Problem to work on = Nothing but an exact reprint of the records is to be returned.
Study material START
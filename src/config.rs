//! Store and retry configuration.
//!
//! Loaded from an optional JSON file, then overridden by environment
//! variables:
//! - `TASKBOARD_DB` - database file path
//! - `TASKBOARD_MAX_ATTEMPTS` - attempts per operation before giving up
//! - `TASKBOARD_RETRY_BACKOFF_MS` - base backoff between attempts
//! - `TASKBOARD_BUSY_TIMEOUT_MS` - how long SQLite waits on a locked database

use std::fs;
use std::path::{Path, PathBuf};
use std::time::Duration;

use anyhow::{Context, Result};
use serde::{Deserialize, Serialize};

const APP_NAME: &str = "taskboard";
const DB_FILE: &str = "taskboard.db";

#[derive(Debug, Clone, Serialize, Deserialize, PartialEq)]
#[serde(default)]
pub struct BoardConfig {
    /// Database file. `None` means the platform data directory.
    pub database_path: Option<PathBuf>,
    /// Attempts per mutating operation when the store reports a conflict.
    pub max_attempts: u32,
    /// Backoff before retry `n` is `retry_backoff_ms * n`.
    pub retry_backoff_ms: u64,
    pub busy_timeout_ms: u64,
}

impl Default for BoardConfig {
    fn default() -> Self {
        Self {
            database_path: None,
            max_attempts: 3,
            retry_backoff_ms: 25,
            busy_timeout_ms: 5000,
        }
    }
}

impl BoardConfig {
    /// Load from `path` if given, then apply environment overrides.
    pub fn load(path: Option<&Path>) -> Result<Self> {
        let mut config = match path {
            Some(path) => Self::from_file(path)?,
            None => Self::default(),
        };
        config.apply_env(|key| std::env::var(key).ok());
        Ok(config)
    }

    pub fn from_file(path: &Path) -> Result<Self> {
        let content = fs::read_to_string(path)
            .with_context(|| format!("Failed to read config file {}", path.display()))?;
        serde_json::from_str(&content).context("Failed to parse config file")
    }

    fn apply_env(&mut self, var: impl Fn(&str) -> Option<String>) {
        if let Some(path) = var("TASKBOARD_DB") {
            self.database_path = Some(PathBuf::from(path));
        }
        if let Some(n) = var("TASKBOARD_MAX_ATTEMPTS").and_then(|s| s.parse().ok()) {
            self.max_attempts = n;
        }
        if let Some(ms) = var("TASKBOARD_RETRY_BACKOFF_MS").and_then(|s| s.parse().ok()) {
            self.retry_backoff_ms = ms;
        }
        if let Some(ms) = var("TASKBOARD_BUSY_TIMEOUT_MS").and_then(|s| s.parse().ok()) {
            self.busy_timeout_ms = ms;
        }
    }

    /// Resolved database path, falling back to the platform data directory.
    pub fn database_path(&self) -> Result<PathBuf> {
        if let Some(path) = &self.database_path {
            return Ok(path.clone());
        }
        let dirs = directories::ProjectDirs::from("", "", APP_NAME)
            .ok_or_else(|| anyhow::anyhow!("Could not determine data directory"))?;
        Ok(dirs.data_dir().join(DB_FILE))
    }

    pub fn retry_policy(&self) -> RetryPolicy {
        RetryPolicy {
            max_attempts: self.max_attempts.max(1),
            backoff: Duration::from_millis(self.retry_backoff_ms),
            busy_timeout: Duration::from_millis(self.busy_timeout_ms),
        }
    }
}

/// Runtime form of the retry settings held by a `Database`.
#[derive(Debug, Clone, Copy, PartialEq, Eq)]
pub struct RetryPolicy {
    pub max_attempts: u32,
    pub backoff: Duration,
    pub busy_timeout: Duration,
}

impl Default for RetryPolicy {
    fn default() -> Self {
        BoardConfig::default().retry_policy()
    }
}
Study material END
Task answer =
filename src/config.rs
//! Store and retry configuration.
//!
//! Loaded from an optional JSON file, then overridden by environment
//! variables:
//! - `TASKBOARD_DB` - database file path
//! - `TASKBOARD_MAX_ATTEMPTS` - attempts per operation before giving up
//! - `TASKBOARD_RETRY_BACKOFF_MS` - base backoff between attempts
//! - `TASKBOARD_BUSY_TIMEOUT_MS` - how long SQLite waits on a locked database

use std::fs;
use std::path::{Path, PathBuf};
use std::time::Duration;

use anyhow::{Context, Result};
use serde::{Deserialize, Serialize};

const APP_NAME: &str = "taskboard";
const DB_FILE: &str = "taskboard.db";

#[derive(Debug, Clone, Serialize, Deserialize, PartialEq)]
#[serde(default)]
pub struct BoardConfig {
    /// Database file. `None` means the platform data directory.
    pub database_path: Option<PathBuf>,
    /// Attempts per mutating operation when the store reports a conflict.
    pub max_attempts: u32,
    /// Backoff before retry `n` is `retry_backoff_ms * n`.
    pub retry_backoff_ms: u64,
    pub busy_timeout_ms: u64,
}

impl Default for BoardConfig {
    fn default() -> Self {
        Self {
            database_path: None,
            max_attempts: 3,
            retry_backoff_ms: 25,
            busy_timeout_ms: 5000,
        }
    }
}

impl BoardConfig {
    /// Load from `path` if given, then apply environment overrides.
    pub fn load(path: Option<&Path>) -> Result<Self> {
        let mut config = match path {
            Some(path) => Self::from_file(path)?,
            None => Self::default(),
        };
        config.apply_env(|key| std::env::var(key).ok());
        Ok(config)
    }

    pub fn from_file(path: &Path) -> Result<Self> {
        let content = fs::read_to_string(path)
            .with_context(|| format!("Failed to read config file {}", path.display()))?;
        serde_json::from_str(&content).context("Failed to parse config file")
    }

    fn apply_env(&mut self, var: impl Fn(&str) -> Option<String>) {
        if let Some(path) = var("TASKBOARD_DB") {
            self.database_path = Some(PathBuf::from(path));
        }
        if let Some(n) = var("TASKBOARD_MAX_ATTEMPTS").and_then(|s| s.parse().ok()) {
            self.max_attempts = n;
        }
        if let Some(ms) = var("TASKBOARD_RETRY_BACKOFF_MS").and_then(|s| s.parse().ok()) {
            self.retry_backoff_ms = ms;
        }
        if let Some(ms) = var("TASKBOARD_BUSY_TIMEOUT_MS").and_then(|s| s.parse().ok()) {
            self.busy_timeout_ms = ms;
        }
    }

    /// Resolved database path, falling back to the platform data directory.
    pub fn database_path(&self) -> Result<PathBuf> {
        if let Some(path) = &self.database_path {
            return Ok(path.clone());
        }
        let dirs = directories::ProjectDirs::from("", "", APP_NAME)
            .ok_or_else(|| anyhow::anyhow!("Could not determine data directory"))?;
        Ok(dirs.data_dir().join(DB_FILE))
    }

    pub fn retry_policy(&self) -> RetryPolicy {
        RetryPolicy {
            max_attempts: self.max_attempts.max(1),
            backoff: Duration::from_millis(self.retry_backoff_ms),
            busy_timeout: Duration::from_millis(self.busy_timeout_ms),
        }
    }
}

/// Runtime form of the retry settings held by a `Database`.
#[derive(Debug, Clone, Copy, PartialEq, Eq)]
pub struct RetryPolicy {
    pub max_attempts: u32,
    pub backoff: Duration,
    pub busy_timeout: Duration,
}

impl Default for RetryPolicy {
    fn default() -> Self {
        BoardConfig::default().retry_policy()
    }
}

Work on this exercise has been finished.